**Activity**
Look through the listing below and report the lines that have the word "GameConfig" in them.

**Entries shown**
=== Begin Enclosure ===

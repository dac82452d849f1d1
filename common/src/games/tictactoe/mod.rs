mod board;
mod bot_controller;
mod error;
mod game_state;
mod session;
mod types;
mod win_detector;

pub use board::{Board, get_available_moves};
pub use bot_controller::{
    BotInput, SearchResult, SearchStats, best_move, calculate_minimax_move, calculate_move, search,
};
pub use error::{MoveError, ReplayError};
pub use game_state::TicTacToeGameState;
pub use session::{BOT_MARK, HUMAN_MARK, TicTacToeSession, TicTacToeSessionSettings};
pub use types::{
    BOARD_SIZE, CELL_COUNT, GameMode, Mark, Outcome, PlayerResult, Position, WinningLine,
};
pub use win_detector::{LINES, check_win, check_win_with_line, evaluate};
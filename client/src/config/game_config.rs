use common::config::Validate;
use common::games::BotType;
use common::tictactoe::{GameMode, TicTacToeSessionSettings};
use serde::{Deserialize, Serialize};

#[derive(Debug, PartialEq, Serialize, Deserialize, Clone, Default)]
pub struct GameConfig {
    pub mode: GameMode,
    pub bot_type: BotType,
    #[serde(default)]
    pub seed: Option<u64>,
}

impl Validate for GameConfig {
    fn validate(&self) -> Result<(), String> {
        Ok(())
    }
}

impl From<&GameConfig> for TicTacToeSessionSettings {
    fn from(config: &GameConfig) -> Self {
        Self {
            mode: config.mode,
            bot_type: config.bot_type,
            seed: config.seed,
        }
    }
}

=== End Enclosure ===

**Result for this task**
pub struct GameConfig {
impl Validate for GameConfig {
impl From<&GameConfig> for TicTacToeSessionSettings {
    fn from(config: &GameConfig) -> Self {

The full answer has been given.